Depuis, quand j'étais jeune et que je dansais du travail, j'étais assez naïve pour dire à mes égaux : Le patron peut venir quand il peut nous virer. Ils n'ont fait que me regarder. Je leur offrais quelque chose qu'ils ne voulaient pas mettre dans leur esprit.
Maintenant, dans l'industrie, il y a beaucoup de pauses de travail (coquilles en acier mort, changements techniques et autres situations au travail). La rupture du travail touche des centaines de milliers de personnes et leurs visages espèrent avec étonnement:
J'ai travaillé ici 35 ans...”
“n'est pas juste...”
Je ne sais pas quoi faire...”
Les esclaves ne sont jamais assez payés pour être libérés, mais assez pour survivre et retourner au travail. Je pouvais le voir. Pourquoi pas ? Je me suis rendu compte que le banc du parc était tout aussi bon, que travailler au bar était tout aussi bon. Pourquoi je ne serais pas là avant d'arriver ? Pourquoi attendre ?
J'ai écrit avec dégoût contre eux tous. C'était une libération pour sortir toutes ces merdes de mon système. Et maintenant je suis ici: “un écrivain professionnel” Au cours des 50 premières années, j'ai découvert qu'il y avait d'autres abominations au-delà du système. Je me souviens une fois, quand je travaillais comme emballeur dans un cabinet d'information, un de mes collègues a soudain dit: “Je ne serai jamais libre ! Un des patrons s'est promené (son nom était Morrie) et a fait une délicieuse cuisine, se réjouissant que l'individu était piégé dans la vie.

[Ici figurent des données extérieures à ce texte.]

//! Admin configuration loaded from environment variables.
//!
//! # Environment Variables
//!
//! ## Required
//! - `ADMIN_DATABASE_URL` - `PostgreSQL` connection string (falls back to `DATABASE_URL`)
//! - `ADMIN_BASE_URL` - Public URL for the admin back end
//! - `AUTH_URL` - Base URL of the identity provider
//! - `AUTH_ANON_KEY` - Project API key sent to the identity provider
//!
//! ## Optional
//! - `ADMIN_HOST` - Bind address (default: 127.0.0.1)
//! - `ADMIN_PORT` - Listen port (default: 3001)
//! - `AUTH_PRIVILEGED_ROLES` - Comma-separated provider roles that carry the
//!   elevated claim (default: `admin,super_admin`)
//! - `SENTRY_DSN` - Sentry error tracking DSN
//! - `SENTRY_ENVIRONMENT` - Sentry environment name
//! - `SENTRY_SAMPLE_RATE` - Error sample rate (default: 1.0)
//! - `SENTRY_TRACES_SAMPLE_RATE` - Traces sample rate (default: 1.0)

use std::collections::HashMap;
use std::net::{IpAddr, SocketAddr};

use secrecy::SecretString;
use thiserror::Error;
use url::Url;

const MIN_ENTROPY_BITS_PER_CHAR: f64 = 3.3;
const DEFAULT_PRIVILEGED_ROLES: &str = "admin,super_admin";

/// Blocklist of common placeholder patterns (case-insensitive)
const PLACEHOLDER_PATTERNS: &[&str] = &[
    "your-",
    "changeme",
    "replace",
    "placeholder",
    "example",
    "xxx",
    "todo",
    "insert",
];

/// Configuration errors that can occur during loading.
#[derive(Debug, Error)]
pub enum ConfigError {
    #[error("Missing environment variable: {0}")]
    MissingEnvVar(String),
    #[error("Invalid environment variable {0}: {1}")]
    InvalidEnvVar(String, String),
    #[error("Insecure secret in {0}: {1}")]
    InsecureSecret(String, String),
}

/// Admin application configuration.
#[derive(Debug, Clone)]
pub struct AdminConfig {
    /// `PostgreSQL` database connection URL (contains password)
    pub database_url: SecretString,
    /// IP address to bind the server to
    pub host: IpAddr,
    /// Port to listen on
    pub port: u16,
    /// Public base URL for the admin back end
    pub base_url: String,
    /// Identity provider configuration
    pub auth: AuthProviderConfig,
    /// Sentry DSN for error tracking
    pub sentry_dsn: Option<String>,
    /// Sentry environment (e.g., "development", "staging", "production")
    pub sentry_environment: Option<String>,
    /// Sentry error sample rate (0.0 to 1.0)
    pub sentry_sample_rate: f32,
    /// Sentry traces sample rate for performance monitoring (0.0 to 1.0)
    pub sentry_traces_sample_rate: f32,
}

/// Identity provider configuration.
///
/// Implements `Debug` manually to redact the API key.
#[derive(Clone)]
pub struct AuthProviderConfig {
    /// Provider base URL (e.g., `https://project.auth.example`)
    pub url: String,
    /// Project API key
    pub anon_key: SecretString,
    /// Provider roles that grant the elevated claim
    pub privileged_roles: Vec<String>,
}

impl std::fmt::Debug for AuthProviderConfig {
    fn fmt(&self, f: &mut std::fmt::Formatter<'_>) -> std::fmt::Result {
        f.debug_struct("AuthProviderConfig")
            .field("url", &self.url)
            .field("anon_key", &"[REDACTED]")
            .field("privileged_roles", &self.privileged_roles)
            .finish()
    }
}

impl AuthProviderConfig {
    fn from_env() -> Result<Self, ConfigError> {
        let url = get_url("AUTH_URL")?;
        let anon_key = get_validated_secret("AUTH_ANON_KEY")?;
        let privileged_roles = parse_role_list(&get_env_or_default(
            "AUTH_PRIVILEGED_ROLES",
            DEFAULT_PRIVILEGED_ROLES,
        ));
        if privileged_roles.is_empty() {
            return Err(ConfigError::InvalidEnvVar(
                "AUTH_PRIVILEGED_ROLES".to_string(),
                "must name at least one role".to_string(),
            ));
        }

        Ok(Self {
            url,
            anon_key,
            privileged_roles,
        })
    }
}

impl AdminConfig {
    /// Load configuration from environment variables.
    ///
    /// Calls `dotenvy::dotenv()` to load from `.env` file if present.
    ///
    /// # Errors
    ///
    /// Returns `ConfigError` if required variables are missing, invalid, or
    /// if secrets fail validation (placeholder detection, entropy check).
    pub fn from_env() -> Result<Self, ConfigError> {
        // Load .env file if present (ignore errors if not found)
        let _ = dotenvy::dotenv();

        let database_url = get_database_url("ADMIN_DATABASE_URL")?;
        let host = get_env_or_default("ADMIN_HOST", "127.0.0.1")
            .parse::<IpAddr>()
            .map_err(|e| ConfigError::InvalidEnvVar("ADMIN_HOST".to_string(), e.to_string()))?;
        let port = get_env_or_default("ADMIN_PORT", "3001")
            .parse::<u16>()
            .map_err(|e| ConfigError::InvalidEnvVar("ADMIN_PORT".to_string(), e.to_string()))?;
        let base_url = get_url("ADMIN_BASE_URL")?;
        let auth = AuthProviderConfig::from_env()?;
        let sentry_dsn = get_optional_env("SENTRY_DSN");
        let sentry_environment = get_optional_env("SENTRY_ENVIRONMENT");
        let sentry_sample_rate = get_optional_env("SENTRY_SAMPLE_RATE")
            .and_then(|s| s.parse().ok())
            .unwrap_or(1.0);
        let sentry_traces_sample_rate = get_optional_env("SENTRY_TRACES_SAMPLE_RATE")
            .and_then(|s| s.parse().ok())
            .unwrap_or(1.0);

        Ok(Self {
            database_url,
            host,
            port,
            base_url,
            auth,
            sentry_dsn,
            sentry_environment,
            sentry_sample_rate,
            sentry_traces_sample_rate,
        })
    }

    /// Returns the socket address for binding the server.
    #[must_use]
    pub const fn socket_addr(&self) -> SocketAddr {
        SocketAddr::new(self.host, self.port)
    }

    /// Whether the admin back end is served over HTTPS.
    #[must_use]
    pub fn is_secure(&self) -> bool {
        self.base_url.starts_with("https://")
    }
}

// =============================================================================
// Helper Functions
// =============================================================================

/// Get a required environment variable.
fn get_required_env(key: &str) -> Result<String, ConfigError> {
    std::env::var(key).map_err(|_| ConfigError::MissingEnvVar(key.to_string()))
}

/// Get database URL with fallback to generic `DATABASE_URL`.
fn get_database_url(primary_key: &str) -> Result<SecretString, ConfigError> {
    std::env::var(primary_key)
        .or_else(|_| std::env::var("DATABASE_URL"))
        .map(SecretString::from)
        .map_err(|_| ConfigError::MissingEnvVar(primary_key.to_string()))
}

/// Get a required environment variable that must be an absolute http(s) URL.
fn get_url(key: &str) -> Result<String, ConfigError> {
    let value = get_required_env(key)?;
    let parsed =
        Url::parse(&value).map_err(|e| ConfigError::InvalidEnvVar(key.to_string(), e.to_string()))?;
    if !matches!(parsed.scheme(), "http" | "https") {
        return Err(ConfigError::InvalidEnvVar(
            key.to_string(),
            format!("unsupported scheme '{}'", parsed.scheme()),
        ));
    }
    Ok(value.trim_end_matches('/').to_string())
}

/// Get an optional environment variable.
fn get_optional_env(key: &str) -> Option<String> {
    std::env::var(key).ok().filter(|v| !v.is_empty())
}

/// Get an environment variable with a default value.
fn get_env_or_default(key: &str, default: &str) -> String {
    get_optional_env(key).unwrap_or_else(|| default.to_string())
}

/// Split a comma-separated role list, dropping blanks.
fn parse_role_list(raw: &str) -> Vec<String> {
    raw.split(',')
        .map(str::trim)
        .filter(|r| !r.is_empty())
        .map(str::to_owned)
        .collect()
}

/// Calculate Shannon entropy in bits per character.
fn shannon_entropy(s: &str) -> f64 {
    if s.is_empty() {
        return 0.0;
    }

    let mut freq: HashMap<char, usize> = HashMap::new();
    for c in s.chars() {
        *freq.entry(c).or_insert(0) += 1;
    }

    #[allow(clippy::cast_precision_loss)] // String length will never exceed f64 precision
    let len = s.chars().count() as f64;
    freq.values()
        .map(|&count| {
            #[allow(clippy::cast_precision_loss)]
            let p = count as f64 / len;
            -p * p.log2()
        })
        .sum()
}

/// Validate that a secret is not a placeholder and has sufficient entropy.
fn validate_secret_strength(secret: &str, var_name: &str) -> Result<(), ConfigError> {
    let lower = secret.to_lowercase();

    if let Some(pattern) = PLACEHOLDER_PATTERNS.iter().find(|p| lower.contains(*p)) {
        return Err(ConfigError::InsecureSecret(
            var_name.to_string(),
            format!("appears to be a placeholder (contains '{pattern}')"),
        ));
    }

    let entropy = shannon_entropy(secret);
    if entropy < MIN_ENTROPY_BITS_PER_CHAR {
        return Err(ConfigError::InsecureSecret(
            var_name.to_string(),
            format!(
                "entropy too low ({entropy:.2} bits/char, need >= {MIN_ENTROPY_BITS_PER_CHAR:.1})"
            ),
        ));
    }

    Ok(())
}

/// Load and validate a secret from environment.
fn get_validated_secret(key: &str) -> Result<SecretString, ConfigError> {
    let value = get_required_env(key)?;
    validate_secret_strength(&value, key)?;
    Ok(SecretString::from(value))
}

Ainsi, le destin que j'ai finalement quitté ces lieux sans délai sur le temps qu'il m'a fallu m'a donné une sorte de bonheur, le bonheur joyeux du miracle. Ecrivez maintenant avec un vieil esprit et un vieil corps, longtemps en arrière que quiconque croirait continuer à ce travail, mais depuis que j'ai commencé si tard, je me dois d'être persistant, et quand les mots commencent à échouer et j'ai besoin d'aide pour monter les escaliers et je ne peux pas dire les plaques des espaces séparés, je vais encore sentir quelque chose en moi (quelle que soit la distance que j'ai parcourue) que j'ai entre le meurtre et la confusion et la punition, du moins, une mort généreuse.
Ne pas avoir complètement gâché ma vie semble une réussite, du moins pour moi.